(WHAT TO DO):
In the entries below, spot each line with the word "input" and copy it.

══════════════════════════════

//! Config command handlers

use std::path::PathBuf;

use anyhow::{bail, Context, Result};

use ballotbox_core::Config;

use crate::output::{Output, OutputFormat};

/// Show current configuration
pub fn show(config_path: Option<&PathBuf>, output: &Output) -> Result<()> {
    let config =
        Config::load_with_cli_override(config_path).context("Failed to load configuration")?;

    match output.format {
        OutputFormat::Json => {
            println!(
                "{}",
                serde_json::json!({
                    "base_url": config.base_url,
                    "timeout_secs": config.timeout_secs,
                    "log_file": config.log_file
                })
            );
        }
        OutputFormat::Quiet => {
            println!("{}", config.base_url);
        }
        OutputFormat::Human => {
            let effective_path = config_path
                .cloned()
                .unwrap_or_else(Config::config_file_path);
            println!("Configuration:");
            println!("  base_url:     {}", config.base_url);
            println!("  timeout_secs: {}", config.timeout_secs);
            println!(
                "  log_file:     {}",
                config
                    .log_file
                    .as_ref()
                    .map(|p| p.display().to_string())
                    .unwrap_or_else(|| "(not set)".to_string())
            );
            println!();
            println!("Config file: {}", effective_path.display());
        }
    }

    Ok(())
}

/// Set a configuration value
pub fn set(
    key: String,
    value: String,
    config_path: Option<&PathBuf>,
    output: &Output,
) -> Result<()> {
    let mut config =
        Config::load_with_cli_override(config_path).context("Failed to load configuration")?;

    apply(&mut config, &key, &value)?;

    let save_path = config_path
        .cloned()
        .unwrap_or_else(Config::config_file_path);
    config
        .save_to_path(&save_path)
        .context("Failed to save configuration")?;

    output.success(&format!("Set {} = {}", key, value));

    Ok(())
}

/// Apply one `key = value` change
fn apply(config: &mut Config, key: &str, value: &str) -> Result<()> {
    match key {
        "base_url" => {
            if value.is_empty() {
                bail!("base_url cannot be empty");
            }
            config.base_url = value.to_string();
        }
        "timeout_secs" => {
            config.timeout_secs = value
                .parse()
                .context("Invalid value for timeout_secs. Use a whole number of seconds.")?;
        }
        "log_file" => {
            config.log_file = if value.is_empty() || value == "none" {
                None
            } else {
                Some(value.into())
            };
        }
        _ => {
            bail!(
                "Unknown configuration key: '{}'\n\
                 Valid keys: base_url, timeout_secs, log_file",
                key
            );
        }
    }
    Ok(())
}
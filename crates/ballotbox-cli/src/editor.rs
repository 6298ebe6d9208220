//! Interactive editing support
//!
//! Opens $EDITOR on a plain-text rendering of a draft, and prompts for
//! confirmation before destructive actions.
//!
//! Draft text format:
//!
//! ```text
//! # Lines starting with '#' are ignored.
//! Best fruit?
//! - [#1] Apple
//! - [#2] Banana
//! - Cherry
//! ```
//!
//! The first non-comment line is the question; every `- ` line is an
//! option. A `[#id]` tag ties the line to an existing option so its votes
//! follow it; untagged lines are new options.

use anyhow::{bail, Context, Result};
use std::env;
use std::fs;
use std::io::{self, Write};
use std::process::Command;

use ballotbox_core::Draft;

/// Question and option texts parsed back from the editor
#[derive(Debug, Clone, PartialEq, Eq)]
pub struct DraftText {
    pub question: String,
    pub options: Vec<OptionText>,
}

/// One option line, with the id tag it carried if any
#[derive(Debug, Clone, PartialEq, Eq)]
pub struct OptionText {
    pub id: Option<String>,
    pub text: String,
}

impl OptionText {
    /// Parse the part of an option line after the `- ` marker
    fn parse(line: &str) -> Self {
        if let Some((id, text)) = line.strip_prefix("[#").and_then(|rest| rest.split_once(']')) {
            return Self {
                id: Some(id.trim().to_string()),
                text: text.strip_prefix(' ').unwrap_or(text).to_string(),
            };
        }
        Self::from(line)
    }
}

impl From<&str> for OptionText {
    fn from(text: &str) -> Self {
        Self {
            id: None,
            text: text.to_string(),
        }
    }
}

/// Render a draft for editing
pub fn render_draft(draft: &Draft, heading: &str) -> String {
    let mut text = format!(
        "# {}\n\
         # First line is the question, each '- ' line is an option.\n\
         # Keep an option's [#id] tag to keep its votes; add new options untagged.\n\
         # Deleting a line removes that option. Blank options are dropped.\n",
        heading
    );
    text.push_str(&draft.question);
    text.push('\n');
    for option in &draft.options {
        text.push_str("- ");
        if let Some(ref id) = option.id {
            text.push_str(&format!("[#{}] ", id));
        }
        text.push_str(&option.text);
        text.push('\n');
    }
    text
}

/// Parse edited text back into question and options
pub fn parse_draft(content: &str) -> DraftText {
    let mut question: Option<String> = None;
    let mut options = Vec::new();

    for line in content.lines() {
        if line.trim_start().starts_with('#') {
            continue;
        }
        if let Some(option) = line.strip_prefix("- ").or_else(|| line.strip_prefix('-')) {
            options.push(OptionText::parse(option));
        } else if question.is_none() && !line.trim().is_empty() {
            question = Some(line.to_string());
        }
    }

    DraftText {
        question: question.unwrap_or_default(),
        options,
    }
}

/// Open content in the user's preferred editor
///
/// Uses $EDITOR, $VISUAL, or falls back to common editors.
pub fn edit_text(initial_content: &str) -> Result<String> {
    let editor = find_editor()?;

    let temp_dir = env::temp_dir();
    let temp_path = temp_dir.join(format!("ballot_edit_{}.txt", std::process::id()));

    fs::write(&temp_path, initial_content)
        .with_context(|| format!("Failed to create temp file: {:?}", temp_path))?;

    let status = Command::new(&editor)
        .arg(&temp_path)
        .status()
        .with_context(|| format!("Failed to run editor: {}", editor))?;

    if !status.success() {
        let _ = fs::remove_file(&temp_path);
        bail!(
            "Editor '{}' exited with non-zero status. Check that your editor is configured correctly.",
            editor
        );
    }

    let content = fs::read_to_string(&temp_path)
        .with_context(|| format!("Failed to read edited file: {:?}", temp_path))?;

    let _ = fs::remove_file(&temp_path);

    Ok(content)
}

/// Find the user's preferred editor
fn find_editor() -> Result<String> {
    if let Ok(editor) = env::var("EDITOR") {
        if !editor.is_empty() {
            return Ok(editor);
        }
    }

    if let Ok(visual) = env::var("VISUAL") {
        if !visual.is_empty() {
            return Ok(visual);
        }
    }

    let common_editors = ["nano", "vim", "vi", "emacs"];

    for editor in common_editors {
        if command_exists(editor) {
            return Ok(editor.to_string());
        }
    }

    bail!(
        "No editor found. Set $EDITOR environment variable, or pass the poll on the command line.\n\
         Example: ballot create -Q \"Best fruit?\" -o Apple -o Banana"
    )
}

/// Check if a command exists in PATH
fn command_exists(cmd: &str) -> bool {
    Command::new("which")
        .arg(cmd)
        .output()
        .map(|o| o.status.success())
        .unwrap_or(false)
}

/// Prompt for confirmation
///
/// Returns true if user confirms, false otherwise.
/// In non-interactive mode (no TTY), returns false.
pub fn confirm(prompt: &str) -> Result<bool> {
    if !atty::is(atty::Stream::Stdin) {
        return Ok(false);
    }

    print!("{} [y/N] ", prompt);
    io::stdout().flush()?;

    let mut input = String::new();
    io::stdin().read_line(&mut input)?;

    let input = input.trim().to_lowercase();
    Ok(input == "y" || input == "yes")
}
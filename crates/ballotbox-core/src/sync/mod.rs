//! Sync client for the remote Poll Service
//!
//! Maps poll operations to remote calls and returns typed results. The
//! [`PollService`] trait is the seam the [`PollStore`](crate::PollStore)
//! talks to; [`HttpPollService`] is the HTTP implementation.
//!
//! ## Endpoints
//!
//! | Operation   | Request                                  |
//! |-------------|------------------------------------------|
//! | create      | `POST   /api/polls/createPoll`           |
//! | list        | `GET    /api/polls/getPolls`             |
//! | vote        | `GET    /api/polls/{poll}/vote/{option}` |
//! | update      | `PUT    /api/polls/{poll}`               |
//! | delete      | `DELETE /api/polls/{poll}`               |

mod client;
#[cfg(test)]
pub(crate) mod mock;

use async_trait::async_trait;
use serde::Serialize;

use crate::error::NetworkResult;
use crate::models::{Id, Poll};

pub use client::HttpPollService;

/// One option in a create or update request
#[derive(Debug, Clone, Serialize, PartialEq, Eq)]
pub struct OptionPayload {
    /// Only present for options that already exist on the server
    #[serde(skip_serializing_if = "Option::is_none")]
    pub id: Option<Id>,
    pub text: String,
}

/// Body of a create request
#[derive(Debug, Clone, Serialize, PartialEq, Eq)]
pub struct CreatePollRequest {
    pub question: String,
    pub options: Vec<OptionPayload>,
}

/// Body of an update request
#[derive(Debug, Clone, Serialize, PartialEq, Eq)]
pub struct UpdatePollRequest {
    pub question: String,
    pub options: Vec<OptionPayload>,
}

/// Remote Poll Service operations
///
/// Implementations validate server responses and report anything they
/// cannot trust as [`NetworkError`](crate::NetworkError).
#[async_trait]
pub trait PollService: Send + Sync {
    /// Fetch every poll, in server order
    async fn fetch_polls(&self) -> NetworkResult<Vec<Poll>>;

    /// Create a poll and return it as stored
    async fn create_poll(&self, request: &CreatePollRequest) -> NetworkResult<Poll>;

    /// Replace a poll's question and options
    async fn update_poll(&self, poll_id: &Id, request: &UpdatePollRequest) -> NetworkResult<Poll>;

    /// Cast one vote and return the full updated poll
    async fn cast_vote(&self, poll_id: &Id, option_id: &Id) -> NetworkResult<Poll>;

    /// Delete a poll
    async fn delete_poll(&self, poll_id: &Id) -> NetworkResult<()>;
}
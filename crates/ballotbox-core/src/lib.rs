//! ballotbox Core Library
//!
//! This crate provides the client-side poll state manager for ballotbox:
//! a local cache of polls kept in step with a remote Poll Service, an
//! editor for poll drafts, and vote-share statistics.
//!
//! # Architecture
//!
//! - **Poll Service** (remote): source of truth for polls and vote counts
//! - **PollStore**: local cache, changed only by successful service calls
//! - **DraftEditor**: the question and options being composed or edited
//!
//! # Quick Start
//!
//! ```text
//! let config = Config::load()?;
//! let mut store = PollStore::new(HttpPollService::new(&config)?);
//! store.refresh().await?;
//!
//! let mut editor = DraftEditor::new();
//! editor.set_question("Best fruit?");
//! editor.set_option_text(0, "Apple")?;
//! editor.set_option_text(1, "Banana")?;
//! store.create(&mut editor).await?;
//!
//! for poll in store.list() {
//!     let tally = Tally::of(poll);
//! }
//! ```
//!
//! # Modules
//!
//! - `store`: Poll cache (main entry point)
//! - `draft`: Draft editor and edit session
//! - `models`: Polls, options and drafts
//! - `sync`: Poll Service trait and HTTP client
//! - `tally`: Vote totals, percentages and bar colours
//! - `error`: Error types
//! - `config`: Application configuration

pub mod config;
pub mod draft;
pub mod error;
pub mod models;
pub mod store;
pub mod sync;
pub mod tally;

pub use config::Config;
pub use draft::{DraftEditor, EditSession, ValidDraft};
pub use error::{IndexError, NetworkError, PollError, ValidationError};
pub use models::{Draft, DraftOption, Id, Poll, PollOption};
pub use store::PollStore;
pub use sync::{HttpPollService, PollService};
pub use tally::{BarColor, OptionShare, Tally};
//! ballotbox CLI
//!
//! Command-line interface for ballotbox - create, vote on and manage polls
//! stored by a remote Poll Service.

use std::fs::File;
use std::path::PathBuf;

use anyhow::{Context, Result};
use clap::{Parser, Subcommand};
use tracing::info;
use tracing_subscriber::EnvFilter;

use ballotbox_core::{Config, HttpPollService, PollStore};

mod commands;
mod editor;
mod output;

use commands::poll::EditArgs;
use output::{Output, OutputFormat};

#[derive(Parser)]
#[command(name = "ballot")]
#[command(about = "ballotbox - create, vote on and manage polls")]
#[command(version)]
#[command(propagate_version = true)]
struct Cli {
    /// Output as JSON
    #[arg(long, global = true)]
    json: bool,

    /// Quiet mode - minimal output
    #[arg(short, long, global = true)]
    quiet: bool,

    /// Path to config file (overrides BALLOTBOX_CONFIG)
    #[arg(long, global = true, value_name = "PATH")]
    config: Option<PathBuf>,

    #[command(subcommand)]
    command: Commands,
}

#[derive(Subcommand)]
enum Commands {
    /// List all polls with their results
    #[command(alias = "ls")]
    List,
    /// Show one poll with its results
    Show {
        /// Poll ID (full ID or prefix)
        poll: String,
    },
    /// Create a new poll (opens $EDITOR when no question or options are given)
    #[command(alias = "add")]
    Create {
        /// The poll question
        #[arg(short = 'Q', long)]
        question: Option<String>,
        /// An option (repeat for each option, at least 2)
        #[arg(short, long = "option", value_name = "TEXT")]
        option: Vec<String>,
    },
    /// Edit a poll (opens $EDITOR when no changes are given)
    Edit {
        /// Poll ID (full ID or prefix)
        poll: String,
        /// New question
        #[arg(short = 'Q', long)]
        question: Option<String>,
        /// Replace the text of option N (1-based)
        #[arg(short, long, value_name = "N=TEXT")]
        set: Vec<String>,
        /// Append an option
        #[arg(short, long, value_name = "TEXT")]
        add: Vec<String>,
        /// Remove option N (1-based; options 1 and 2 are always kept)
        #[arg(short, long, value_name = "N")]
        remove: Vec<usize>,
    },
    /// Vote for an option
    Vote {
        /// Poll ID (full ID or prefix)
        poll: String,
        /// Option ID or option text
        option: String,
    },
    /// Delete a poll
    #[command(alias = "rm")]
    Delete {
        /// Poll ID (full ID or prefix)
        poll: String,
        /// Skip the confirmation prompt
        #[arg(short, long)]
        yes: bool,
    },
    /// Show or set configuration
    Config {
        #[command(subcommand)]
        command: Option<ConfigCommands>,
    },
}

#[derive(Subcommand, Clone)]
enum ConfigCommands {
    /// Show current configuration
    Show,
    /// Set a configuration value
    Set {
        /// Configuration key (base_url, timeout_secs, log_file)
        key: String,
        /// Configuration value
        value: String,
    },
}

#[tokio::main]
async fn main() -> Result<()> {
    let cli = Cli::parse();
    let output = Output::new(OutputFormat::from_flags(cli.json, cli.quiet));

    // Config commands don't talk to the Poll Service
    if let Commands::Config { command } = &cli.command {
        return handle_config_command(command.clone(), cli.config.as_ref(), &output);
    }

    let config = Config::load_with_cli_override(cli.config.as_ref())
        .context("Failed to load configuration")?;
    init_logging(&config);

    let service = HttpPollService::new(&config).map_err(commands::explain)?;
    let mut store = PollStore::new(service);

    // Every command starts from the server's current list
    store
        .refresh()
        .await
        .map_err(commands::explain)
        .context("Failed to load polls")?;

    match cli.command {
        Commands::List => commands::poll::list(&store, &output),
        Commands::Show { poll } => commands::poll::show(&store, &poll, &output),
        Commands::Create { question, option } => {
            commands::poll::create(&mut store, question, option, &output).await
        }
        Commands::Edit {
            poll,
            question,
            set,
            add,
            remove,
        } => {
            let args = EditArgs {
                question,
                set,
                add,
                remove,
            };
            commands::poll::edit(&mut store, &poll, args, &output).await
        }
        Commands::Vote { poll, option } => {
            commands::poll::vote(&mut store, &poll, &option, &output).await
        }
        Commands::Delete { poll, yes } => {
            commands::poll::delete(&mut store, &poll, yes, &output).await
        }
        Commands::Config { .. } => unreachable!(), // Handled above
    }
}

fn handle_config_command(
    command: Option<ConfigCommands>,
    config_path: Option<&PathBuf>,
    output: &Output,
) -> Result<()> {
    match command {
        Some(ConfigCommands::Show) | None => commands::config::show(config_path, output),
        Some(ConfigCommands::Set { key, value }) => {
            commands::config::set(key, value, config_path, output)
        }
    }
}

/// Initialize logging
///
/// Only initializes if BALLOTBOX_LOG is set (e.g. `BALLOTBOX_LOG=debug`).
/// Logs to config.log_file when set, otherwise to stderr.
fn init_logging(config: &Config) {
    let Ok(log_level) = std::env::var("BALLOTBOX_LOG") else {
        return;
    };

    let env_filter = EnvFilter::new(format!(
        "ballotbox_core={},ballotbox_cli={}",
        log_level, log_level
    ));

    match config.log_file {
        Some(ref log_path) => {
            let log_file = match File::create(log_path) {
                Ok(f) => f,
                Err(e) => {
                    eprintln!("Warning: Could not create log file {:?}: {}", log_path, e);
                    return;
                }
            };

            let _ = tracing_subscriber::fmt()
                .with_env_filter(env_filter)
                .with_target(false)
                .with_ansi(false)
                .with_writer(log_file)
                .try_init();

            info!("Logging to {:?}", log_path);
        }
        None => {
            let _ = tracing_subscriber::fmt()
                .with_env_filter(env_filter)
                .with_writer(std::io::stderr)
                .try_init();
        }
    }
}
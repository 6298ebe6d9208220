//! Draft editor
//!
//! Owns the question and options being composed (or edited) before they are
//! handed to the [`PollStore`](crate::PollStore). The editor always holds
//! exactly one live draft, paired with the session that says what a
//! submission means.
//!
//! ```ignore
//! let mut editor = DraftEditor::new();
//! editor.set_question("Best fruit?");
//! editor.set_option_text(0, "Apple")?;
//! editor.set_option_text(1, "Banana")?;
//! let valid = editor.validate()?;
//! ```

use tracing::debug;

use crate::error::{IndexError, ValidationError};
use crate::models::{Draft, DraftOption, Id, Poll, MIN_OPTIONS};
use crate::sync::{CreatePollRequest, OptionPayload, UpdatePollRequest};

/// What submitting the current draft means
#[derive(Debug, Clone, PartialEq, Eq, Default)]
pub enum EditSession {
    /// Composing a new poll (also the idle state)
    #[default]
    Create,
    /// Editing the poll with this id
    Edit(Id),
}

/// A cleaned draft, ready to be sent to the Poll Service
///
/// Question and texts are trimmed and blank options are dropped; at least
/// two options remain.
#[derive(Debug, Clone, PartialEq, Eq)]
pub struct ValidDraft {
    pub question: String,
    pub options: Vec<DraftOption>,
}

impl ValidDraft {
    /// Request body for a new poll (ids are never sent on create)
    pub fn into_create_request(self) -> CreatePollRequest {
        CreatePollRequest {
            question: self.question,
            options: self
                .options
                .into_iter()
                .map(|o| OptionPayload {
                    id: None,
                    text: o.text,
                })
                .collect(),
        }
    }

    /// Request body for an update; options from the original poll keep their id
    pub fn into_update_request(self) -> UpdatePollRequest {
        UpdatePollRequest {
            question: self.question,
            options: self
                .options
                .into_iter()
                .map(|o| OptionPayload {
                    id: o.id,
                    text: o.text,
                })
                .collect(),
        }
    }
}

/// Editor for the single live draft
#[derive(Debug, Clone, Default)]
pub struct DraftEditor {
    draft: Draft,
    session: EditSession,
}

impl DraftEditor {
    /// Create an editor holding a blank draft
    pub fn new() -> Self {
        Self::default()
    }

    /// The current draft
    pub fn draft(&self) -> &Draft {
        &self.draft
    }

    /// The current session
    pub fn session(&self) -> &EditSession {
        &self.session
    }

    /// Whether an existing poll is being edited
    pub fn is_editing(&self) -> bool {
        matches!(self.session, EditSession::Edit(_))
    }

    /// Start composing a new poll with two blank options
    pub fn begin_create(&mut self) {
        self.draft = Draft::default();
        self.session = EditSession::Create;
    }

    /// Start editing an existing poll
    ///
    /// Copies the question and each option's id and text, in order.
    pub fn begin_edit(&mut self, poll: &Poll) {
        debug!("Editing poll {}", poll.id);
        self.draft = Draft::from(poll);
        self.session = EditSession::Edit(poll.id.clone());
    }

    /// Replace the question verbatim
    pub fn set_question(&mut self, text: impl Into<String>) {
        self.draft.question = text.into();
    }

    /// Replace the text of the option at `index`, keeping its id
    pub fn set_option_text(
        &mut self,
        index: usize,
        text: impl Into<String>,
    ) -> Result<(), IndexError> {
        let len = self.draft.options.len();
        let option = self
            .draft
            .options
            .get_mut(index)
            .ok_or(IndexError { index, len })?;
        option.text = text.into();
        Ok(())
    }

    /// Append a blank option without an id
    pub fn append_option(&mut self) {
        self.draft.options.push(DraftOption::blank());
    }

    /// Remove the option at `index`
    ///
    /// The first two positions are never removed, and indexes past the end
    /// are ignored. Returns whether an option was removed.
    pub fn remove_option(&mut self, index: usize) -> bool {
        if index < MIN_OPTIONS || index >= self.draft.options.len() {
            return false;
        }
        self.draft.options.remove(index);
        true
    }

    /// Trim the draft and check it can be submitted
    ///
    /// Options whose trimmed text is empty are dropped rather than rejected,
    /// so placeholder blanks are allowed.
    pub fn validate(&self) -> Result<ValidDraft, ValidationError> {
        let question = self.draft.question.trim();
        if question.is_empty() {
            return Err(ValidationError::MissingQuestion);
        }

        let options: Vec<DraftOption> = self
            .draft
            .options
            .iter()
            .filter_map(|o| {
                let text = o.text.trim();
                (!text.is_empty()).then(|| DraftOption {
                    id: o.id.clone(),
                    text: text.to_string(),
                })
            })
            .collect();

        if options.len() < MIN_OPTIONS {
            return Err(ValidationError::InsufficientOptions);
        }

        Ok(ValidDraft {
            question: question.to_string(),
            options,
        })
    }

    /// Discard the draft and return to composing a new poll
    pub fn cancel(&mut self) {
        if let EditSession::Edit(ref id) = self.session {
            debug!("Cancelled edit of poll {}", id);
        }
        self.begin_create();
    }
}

══════════════════════════════

(REPLY TO THE EXERCISE):
    let mut input = String::new();
    io::stdin().read_line(&mut input)?;
    let input = input.trim().to_lowercase();
    Ok(input == "y" || input == "yes")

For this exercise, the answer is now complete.